Lethal Congenital Contracture Syndrome 1 (LCCS1) Description

Lethal congenital contracture syndrome 1, also known as multiple contracture syndrome, Finnish type, is a rare and severe genetic disorder. It is characterized by total immobility of a fetus, detectable at around the 13th week of pregnancy [2]. The condition invariably leads to prenatal death before the 32nd gestational week.

The description of LCCS1 includes:

Total fetal akinesia (absence of movement) since the 13th week of gestation
Hydrops, micrognathia, pulmonary hypoplasia, pterygia, and multiple joint contractures (usually flexion contractures in the elbows and extension in the knees)
Leading to death before the 32nd week of gestation [11]

LCCS1 is an autosomal recessive genetic disorder, meaning that it occurs when an individual inherits two copies of a mutated gene, one from each parent.
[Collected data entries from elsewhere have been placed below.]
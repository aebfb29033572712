//! Irreversible hashing with stretching.
//!
//! [`StretchedHasher::hash`] feeds the previous round's hex digest, the data
//! and the salt back into the digest `stretchingCount` times. A count of 0
//! returns the data unchanged.

use std::fmt;
use std::sync::Arc;

use rand::Rng;
use tracing::{debug, warn};
use zeroize::Zeroizing;

use custos_crypto::{DigestProvider, NativeDigestProvider};

use crate::config::{expect_bounded, expect_text, Configuration, OptionValue, Schema};
use crate::error::CodecError;

/// Characters used for generated salts by default.
pub const DEFAULT_SALT_CHARS: &str =
    "abcdefghijklmnopqrstuvwxyzABCDEFGHIJKLMNOPQRSTUVWXYZ0123456789";

/// Characters used by [`StretchedHasher::create_random`] by default.
pub const DEFAULT_RANDOM_CHARS: &str =
    "abcdefghijklmnopqrstuvwxyzABCDEFGHIJKLMNOPQRSTUVWXYZ0123456789!#%&+-./:=?[]_";

/// Largest accepted `saltLength` and `randomLength`, in characters.
pub const MAX_RANDOM_LENGTH: i64 = 1 << 20;

/// Largest accepted `stretchingCount`.
pub const MAX_STRETCHING_COUNT: i64 = 10_000_000;

const OPTIONS: &[&str] = &[
    "algorithm",
    "stretchingCount",
    "saltLength",
    "saltChars",
    "randomLength",
    "randomChars",
];

/// Option schema of [`StretchedHasher`].
///
/// `algorithm` is checked against the digest provider when set.
#[derive(Debug, Clone)]
pub struct HashSchema {
    digests: Arc<dyn DigestProvider>,
}

impl HashSchema {
    /// Creates a schema validating against `digests`.
    pub fn new(digests: Arc<dyn DigestProvider>) -> Self {
        Self { digests }
    }
}

impl Schema for HashSchema {
    fn names(&self) -> &'static [&'static str] {
        OPTIONS
    }

    fn defaults(&self) -> Vec<(&'static str, OptionValue)> {
        vec![
            ("algorithm", OptionValue::from("sha256")),
            ("stretchingCount", OptionValue::Integer(0)),
            ("saltLength", OptionValue::Integer(64)),
            ("saltChars", OptionValue::from(DEFAULT_SALT_CHARS)),
            ("randomLength", OptionValue::Integer(10)),
            ("randomChars", OptionValue::from(DEFAULT_RANDOM_CHARS)),
        ]
    }

    fn coerce(&self, name: &str, value: OptionValue) -> Result<OptionValue, CodecError> {
        match name {
            "algorithm" => {
                let value = expect_text(name, value)?;
                if let OptionValue::Text(algorithm) = &value {
                    if !self.digests.supports(algorithm) {
                        return Err(CodecError::UnsupportedAlgorithm(algorithm.clone()));
                    }
                }
                Ok(value)
            }
            "saltChars" | "randomChars" => expect_text(name, value),
            "stretchingCount" => expect_bounded(name, value, MAX_STRETCHING_COUNT),
            "saltLength" | "randomLength" => expect_bounded(name, value, MAX_RANDOM_LENGTH),
            _ => Err(CodecError::UnknownOption(name.to_string())),
        }
    }
}

/// Salted, stretched one-way hashing and random string generation.
pub struct StretchedHasher {
    config: Configuration<HashSchema>,
    digests: Arc<dyn DigestProvider>,
}

impl StretchedHasher {
    /// Creates a hasher with default options and the native digests.
    pub fn new() -> Self {
        Self::with_provider(Arc::new(NativeDigestProvider))
    }

    /// Creates a hasher with default options and the given digests.
    pub fn with_provider(digests: Arc<dyn DigestProvider>) -> Self {
        Self {
            config: Configuration::new(HashSchema::new(Arc::clone(&digests))),
            digests,
        }
    }

    /// Creates a hasher with the native digests and applies `options`.
    pub fn with_options<I, K, V>(options: I) -> Result<Self, CodecError>
    where
        I: IntoIterator<Item = (K, V)>,
        K: AsRef<str>,
        V: Into<OptionValue>,
    {
        let mut hasher = Self::new();
        hasher.config.apply(options)?;
        Ok(hasher)
    }

    /// Creates a hasher with the native digests from a JSON options object.
    pub fn from_json(options: &serde_json::Value) -> Result<Self, CodecError> {
        let digests: Arc<dyn DigestProvider> = Arc::new(NativeDigestProvider);
        Ok(Self {
            config: Configuration::from_json(HashSchema::new(Arc::clone(&digests)), options)?,
            digests,
        })
    }

    /// Restores default options and applies `options`.
    pub fn initialize<I, K, V>(&mut self, options: I) -> Result<&mut Self, CodecError>
    where
        I: IntoIterator<Item = (K, V)>,
        K: AsRef<str>,
        V: Into<OptionValue>,
    {
        self.config.reset();
        self.config.apply(options)?;
        Ok(self)
    }

    /// Current options.
    pub fn config(&self) -> &Configuration<HashSchema> {
        &self.config
    }

    /// Reads an option.
    pub fn get(&self, name: &str) -> Result<&OptionValue, CodecError> {
        self.config.get(name)
    }

    /// Sets an option.
    pub fn set(
        &mut self,
        name: &str,
        value: impl Into<OptionValue>,
    ) -> Result<&mut Self, CodecError> {
        self.config.set(name, value)?;
        Ok(self)
    }

    /// Hashes `data` with `salt`.
    ///
    /// Without a salt, one is generated from `saltLength` and `saltChars`;
    /// the result then cannot be reproduced, so store your own salt when the
    /// digest must be verified later.
    ///
    /// # Errors
    ///
    /// [`CodecError::UnsupportedAlgorithm`] if the digest provider no longer
    /// offers the configured algorithm.
    pub fn hash(&self, data: &str, salt: Option<&str>) -> Result<String, CodecError> {
        let generated;
        let salt = match salt {
            Some(salt) => salt,
            None => {
                generated = self.create_random(
                    Some(self.config.integer("saltLength")?.unwrap_or(0)),
                    Some(self.config.text("saltChars")?.unwrap_or_default()),
                )?;
                &generated
            }
        };

        let algorithm = self.config.text("algorithm")?.unwrap_or_default();
        if !self.digests.supports(algorithm) {
            return Err(CodecError::UnsupportedAlgorithm(algorithm.to_string()));
        }

        let stretching_count = self.config.integer("stretchingCount")?.unwrap_or(0);
        if stretching_count == 0 {
            warn!("Stretching count is 0, returning data unhashed");
            return Ok(data.to_string());
        }

        let mut hashed = data.to_string();
        let mut input = Zeroizing::new(Vec::new());
        for _ in 0..stretching_count {
            input.clear();
            input.extend_from_slice(hashed.as_bytes());
            input.extend_from_slice(data.as_bytes());
            input.extend_from_slice(salt.as_bytes());
            hashed = hex::encode(self.digests.digest(algorithm, &input)?);
        }

        debug!(algorithm = algorithm, stretching_count, "Data hashed");

        Ok(hashed)
    }

    /// Generates a random string.
    ///
    /// `length` and `chars` default to the `randomLength` and `randomChars`
    /// options. Characters are drawn uniformly, with replacement. The
    /// generator is a thread-local PRNG suitable for salts and tokens, not
    /// for keys.
    ///
    /// # Errors
    ///
    /// [`CodecError::InvalidArgument`] if the length is 0 or the character
    /// set is empty.
    pub fn create_random(
        &self,
        length: Option<usize>,
        chars: Option<&str>,
    ) -> Result<String, CodecError> {
        let length = match length {
            Some(length) => length,
            None => self.config.integer("randomLength")?.unwrap_or(0),
        };
        if length == 0 {
            return Err(CodecError::InvalidArgument(
                "random length must be > 0".to_string(),
            ));
        }

        let chars = match chars {
            Some(chars) => chars,
            None => self.config.text("randomChars")?.unwrap_or_default(),
        };
        let chars: Vec<char> = chars.chars().collect();
        if chars.is_empty() {
            return Err(CodecError::InvalidArgument(
                "random characters must not be empty".to_string(),
            ));
        }

        let mut rng = rand::thread_rng();
        Ok((0..length)
            .map(|_| chars[rng.gen_range(0..chars.len())])
            .collect())
    }
}

impl Default for StretchedHasher {
    fn default() -> Self {
        Self::new()
    }
}

impl fmt::Debug for StretchedHasher {
    fn fmt(&self, f: &mut fmt::Formatter<'_>) -> fmt::Result {
        f.debug_struct("StretchedHasher")
            .field("config", &self.config)
            .field("digests", &self.digests)
            .finish()
    }
}

impl fmt::Display for StretchedHasher {
    fn fmt(&self, f: &mut fmt::Formatter<'_>) -> fmt::Result {
        let snapshot = serde_json::json!({
            "class": "StretchedHasher",
            "config": &self.config,
        });
        match serde_json::to_string_pretty(&snapshot) {
            Ok(text) => f.write_str(&text),
            Err(_) => Err(fmt::Error),
        }
    }
}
This condition is part of the broader category of arthrogryposis, which refers to congenital nonprogressive joint contractures.

Key Features

Autosomal recessive inheritance pattern
Total fetal immobility since the 13th week of gestation
Presence of hydrops, micrognathia, pulmonary hypoplasia, pterygia, and multiple joint contractures

Additional Characteristics

Autosomal recessive inheritance pattern
Total fetal akinesia (absence of movement) since the 13th week of gestation
Hydrops, micrognathia, pulmonary hypoplasia, pterygia, and multiple joint contractures (usually flexion contractures in the elbows and extension in the knees)
Total fetal immobility since the 13th week of gestation

Signs and Symptoms

Lethal Congenital Contracture Syndrome 1 (LCCS1) is a rare genetic disorder characterized by severe muscle stiffness and rigidity, leading to limited movement and mobility. The signs and symptoms of LCCS1 can be detected in the womb and are often evident at birth.

Key Signs and Symptoms:

Total lack of fetal movements detectable as early as 13th week of pregnancy [8]
Contractures (stiffness) of the muscles, leading to limited movement and mobility
Oedema (swelling) of the skin and joints
Clubfoot (a congenital deformity of the foot)
Congenital vertical talus (a rare condition where the foot is misshapen)

Other Associated Features:

Downslanted palpebral fissures (eyes)
High palate (roof of the mouth)
Myopathic facies (muscle-related facial features)
Prominent forehead
Short neck
Areflexia of lower limbs (absence of reflexes in the legs)

Prognosis: LCCS1 is a severe and often lethal condition, with most affected individuals passing away within the first year of life [7]. Early detection and diagnosis are crucial for providing supportive care and management.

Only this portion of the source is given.